Growth/Development US Medical PG Question 5: A 10-year-old girl is admitted to the medical floor for a respiratory infection. The patient lives in a foster home and has been admitted many times. Since birth, the patient has had repeated episodes of pain/pressure over her frontal sinuses and a chronic cough that produces mucus. She was recently treated with amoxicillin for an infection. The patient is in the 25th percentile for height and weight which has been constant since birth. Her guardians state that the patient has normal bowel movements and has been gaining weight appropriately. The patient has a history of tricuspid stenosis. She also recently had magnetic resonance imaging (MRI) of her chest which demonstrated dilation of her airways. Her temperature is 99.5°F (37.5°C), blood pressure is 90/58 mmHg, pulse is 120/min, respirations are 18/min, and oxygen saturation is 94% on room air. Physical exam is notable for bruises along the patient's shins which the guardians state are from playing soccer. The rest of the exam is deferred because the patient starts crying. Which of the following findings is associated with this patient's most likely underlying diagnosis?
- A. Social withdrawal and avoidance of eye contact
- B. Hypocalcemia
- C. Repeat sinus infections secondary to seasonal allergies
- D. Diastolic murmur best heard along the right lower sternal border
- E. Increased chloride in the patient's sweat (Correct Answer)
Growth/Development Explanation: ***Increased chloride in the patient's sweat***
- The patient's history of recurrent respiratory infections, chronic productive cough, frontal sinus pain, and **bronchiectasis** (dilated airways on MRI) are highly suggestive of **cystic fibrosis**.

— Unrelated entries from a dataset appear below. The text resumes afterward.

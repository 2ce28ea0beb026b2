//! Ordered loose-file candidates for reference resolution.
//!
//! Each template maps `(root, reference)` to one candidate path. The
//! resolver walks the list in order and takes the first existing file, so
//! resolution order is exactly the order of [`DEFAULT_CANDIDATES`].

use std::path::{Path, PathBuf};

use packport_core::AssetReference;

/// A named path template rooted at the shared content directory.
#[derive(Clone, Copy)]
pub struct CandidateTemplate {
    pub name: &'static str,
    build: fn(&Path, &str, &str) -> PathBuf,
}

impl CandidateTemplate {
    pub const fn new(name: &'static str, build: fn(&Path, &str, &str) -> PathBuf) -> Self {
        Self { name, build }
    }

    /// Substitute the reference's namespace and relative path into the template.
    pub fn build(&self, root: &Path, reference: &AssetReference) -> PathBuf {
        (self.build)(root, reference.namespace(), reference.relative_path())
    }
}

impl std::fmt::Debug for CandidateTemplate {
    fn fmt(&self, f: &mut std::fmt::Formatter<'_>) -> std::fmt::Result {
        f.debug_struct("CandidateTemplate")
            .field("name", &self.name)
            .finish()
    }
}

fn content_assets(root: &Path, ns: &str, rel: &str) -> PathBuf {
    root.join("content")
        .join(ns)
        .join("resourcepack/assets")
        .join(ns)
        .join(rel)
}

fn content_namespaced(root: &Path, ns: &str, rel: &str) -> PathBuf {
    root.join("content").join(ns).join("resourcepack").join(ns).join(rel)
}

fn content_flat(root: &Path, ns: &str, rel: &str) -> PathBuf {
    root.join("content").join(ns).join("resourcepack").join(rel)
}

fn output_assets(root: &Path, ns: &str, rel: &str) -> PathBuf {
    root.join("output/resourcepack/assets").join(ns).join(rel)
}

fn output_flat(root: &Path, _ns: &str, rel: &str) -> PathBuf {
    root.join("output/resourcepack").join(rel)
}

/// Loose locations, most specific first. The archive is consulted after
/// all of these miss.
pub const DEFAULT_CANDIDATES: &[CandidateTemplate] = &[
    CandidateTemplate::new("content-assets", content_assets),
    CandidateTemplate::new("content-namespaced", content_namespaced),
    CandidateTemplate::new("content-flat", content_flat),
    CandidateTemplate::new("output-assets", output_assets),
    CandidateTemplate::new("output-flat", output_flat),
];
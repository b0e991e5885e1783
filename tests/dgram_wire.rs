use teb::{
    Damage, Dgram, DgramError, Level, PulseId, ResultDgram, Src, TransitionId, TypeId, Xtc,
    MON_IDX, WRT_IDX,
};

#[test]
fn pulse_id_separates_value_and_control() {
    let pid = PulseId::event(0x00ab_cdef_0123, 5);
    assert_eq!(pid.value(), 0x00ab_cdef_0123);
    assert!(pid.is_event());
    assert_eq!(pid.readout_group(), 5);

    let tr = PulseId::transition(42, 3);
    assert!(!tr.is_event());
    assert_eq!(tr.readout_group(), 3);
    assert_eq!(tr.value(), 42);
}

#[test]
fn pulse_id_value_masks_to_56_bits() {
    let pid = PulseId::event(u64::MAX, 0);
    assert_eq!(pid.value(), (1u64 << 56) - 1);
}

#[test]
fn contribution_round_trips_through_the_wire() {
    let dg = Dgram::contribution(
        PulseId::event(0x1234_5678, 2),
        TransitionId::L1Accept,
        0xdead_beef,
        7,
        [0x11, 0x22],
    );
    let bytes = dg.encode();
    assert_eq!(bytes.len(), dg.size());

    let decoded = Dgram::decode(&bytes).expect("decode");
    assert_eq!(decoded, dg);
    assert_eq!(decoded.payload_words(), vec![0x11, 0x22]);
}

#[test]
fn wire_layout_is_byte_exact() {
    let dg = Dgram::contribution(
        PulseId::event(0x0102_0304, 1),
        TransitionId::L1Accept,
        0x0a0b_0c0d,
        9,
        [0x0000_0001, 0x0000_0002],
    );
    let bytes = dg.encode();

    // 8-byte pulse id at offset 0.
    assert_eq!(
        u64::from_le_bytes(bytes[0..8].try_into().unwrap()),
        dg.pulse_id.raw()
    );
    // 4-byte transition id at offset 8.
    assert_eq!(u32::from_le_bytes(bytes[8..12].try_into().unwrap()), 12);
    // 4-byte environment at offset 12.
    assert_eq!(
        u32::from_le_bytes(bytes[12..16].try_into().unwrap()),
        0x0a0b_0c0d
    );
    // 8-byte source at offset 16: id then level.
    assert_eq!(u32::from_le_bytes(bytes[16..20].try_into().unwrap()), 9);
    assert_eq!(
        u32::from_le_bytes(bytes[20..24].try_into().unwrap()),
        Level::Segment as u32
    );
    // Container: TypeId, damage, extent, then payload.
    assert_eq!(
        u32::from_le_bytes(bytes[24..28].try_into().unwrap()),
        TypeId::DATA as u32
    );
    assert_eq!(u32::from_le_bytes(bytes[28..32].try_into().unwrap()), 0);
    assert_eq!(
        u32::from_le_bytes(bytes[32..36].try_into().unwrap()),
        (Xtc::HEADER_SIZE + 8) as u32
    );
    assert_eq!(u32::from_le_bytes(bytes[36..40].try_into().unwrap()), 1);
    assert_eq!(u32::from_le_bytes(bytes[40..44].try_into().unwrap()), 2);
}

#[test]
fn damage_survives_the_wire() {
    let mut dg = Dgram::contribution(
        PulseId::event(77, 0),
        TransitionId::L1Accept,
        0,
        0,
        [0, 0],
    );
    dg.xtc.damage.increase(Damage::MISSING_CONTRIBUTION | Damage::DUPLICATE_CONTRIBUTION);
    let decoded = Dgram::decode(&dg.encode()).expect("decode");
    assert!(decoded.xtc.damage.has(Damage::MISSING_CONTRIBUTION));
    assert!(decoded.xtc.damage.has(Damage::DUPLICATE_CONTRIBUTION));
    assert!(!decoded.xtc.damage.has(Damage::OUT_OF_ORDER));
}

#[test]
fn truncated_buffers_are_rejected() {
    let dg = Dgram::contribution(
        PulseId::event(1, 0),
        TransitionId::L1Accept,
        0,
        0,
        [0, 0],
    );
    let bytes = dg.encode();
    assert_eq!(
        Dgram::decode(&bytes[..10]),
        Err(DgramError::Truncated(10))
    );
    // Header intact but payload cut short.
    assert!(matches!(
        Dgram::decode(&bytes[..bytes.len() - 4]),
        Err(DgramError::BadExtent { .. })
    ));
}

#[test]
fn result_dgram_carries_two_zeroed_words() {
    let transition = Dgram::contribution(
        PulseId::transition(10, 0),
        TransitionId::Configure,
        0x55,
        4,
        [9, 9],
    );
    let mut rdg = ResultDgram::new(&transition, 6);
    assert_eq!(rdg.result(), [0, 0]);
    assert_eq!(rdg.pulse_id().value(), 10);
    assert!(!rdg.is_event());
    assert_eq!(rdg.dgram().src, Src::new(6, Level::Event));
    assert_eq!(rdg.dgram().env, 0x55);

    rdg.set_result(WRT_IDX, 1);
    rdg.set_result(MON_IDX, 0x8300_0000);
    rdg.increase_damage(Damage::MISSING_CONTRIBUTION);

    let decoded = Dgram::decode(&rdg.encode()).expect("decode");
    assert_eq!(decoded.payload_words(), vec![1, 0x8300_0000]);
    assert!(decoded.xtc.damage.has(Damage::MISSING_CONTRIBUTION));
}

- **Elevated sweat chloride** is the hallmark diagnostic test for cystic fibrosis, reflecting defective chloride transport in exocrine glands.
*Social withdrawal and avoidance of eye contact*
- These are features associated with **autism spectrum disorder**, which is unrelated to the patient's respiratory and sinus symptoms.
- While possible as a co-occurring condition, it is not directly linked to the most likely **underlying diagnosis** described.
*Hypocalcemia*
- **Hypocalcemia** is typically associated with conditions like **hypoparathyroidism** or severe **vitamin D deficiency**.
- It is not a characteristic feature or direct complication of cystic fibrosis.
*Repeat sinus infections secondary to seasonal allergies*
- While seasonal allergies can cause sinus issues, the patient's history of **chronic, productive cough**, and **bronchiectasis** points to a more severe underlying condition like cystic fibrosis, not just allergies.
- Cystic fibrosis patients often have chronic sinusitis due to thick, inspissated mucus, not primarily due to allergens.
*Diastolic murmur best heard along the right lower sternal border*
- A diastolic murmur at the right lower sternal border might suggest **aortic regurgitation** or a specific type of **pulmonary regurgitation**, but it is not characteristic of the patient's known tricuspid stenosis.
- The patient has **tricuspid stenosis**, which typically causes a mid-diastolic murmur best heard at the left lower sternal border, often increasing with inspiration. This finding is unrelated to cystic fibrosis.